Pregnant women who are prescribed a drug may worry about the potential impact on their developing fetuses. Sometimes, these effects are known. However, there is often a lack of information on the effects of a particular drug taken during pregnancy and one way to obtain it is through a pregnancy registry. FDA encourages moms-to-be to participate in pregnancy registry studies that track the outcomes of drugs taken during pregnancy.

Participants enrolled in a pregnancy registry study are not taking experimental drugs. Instead, pregnancy registries collect data on the effects of already approved drugs—prescribed to women for a specific disease or condition.

The information collected in pregnant women taking the drug is then compared to the information in pregnant women with the same condition who are not taking that drug. For example, a pregnancy registry may compare birth defects in pregnant women who took an antidepressant with birth defects in pregnant women who did not take an antidepressant.

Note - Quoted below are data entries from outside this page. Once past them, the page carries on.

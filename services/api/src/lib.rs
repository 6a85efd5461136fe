mod cli;
mod commands;
mod infra;
mod routes;
mod server;
mod views;

use acft_score::error::AppError;

pub async fn run() -> Result<(), AppError> {
    cli::run().await
}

“The FDA’s goal is to have data about the safety of medicines during pregnancy that can be used for labeling,” says Sandra Kweder, M.D., deputy director of the Office of New Drugs.

How Registries Work

“Pregnancy registries are useful tools for gathering information about the effects of drugs on pregnant women and their developing fetuses,” says Dr. Lynne Yao, acting director of FDA’s Division of Pediatric and Maternal Health.

The data collected from pregnancy registries cover a broad range of treatments as well as vaccines. Yao says these data help prescribers and pregnant women make informed choices.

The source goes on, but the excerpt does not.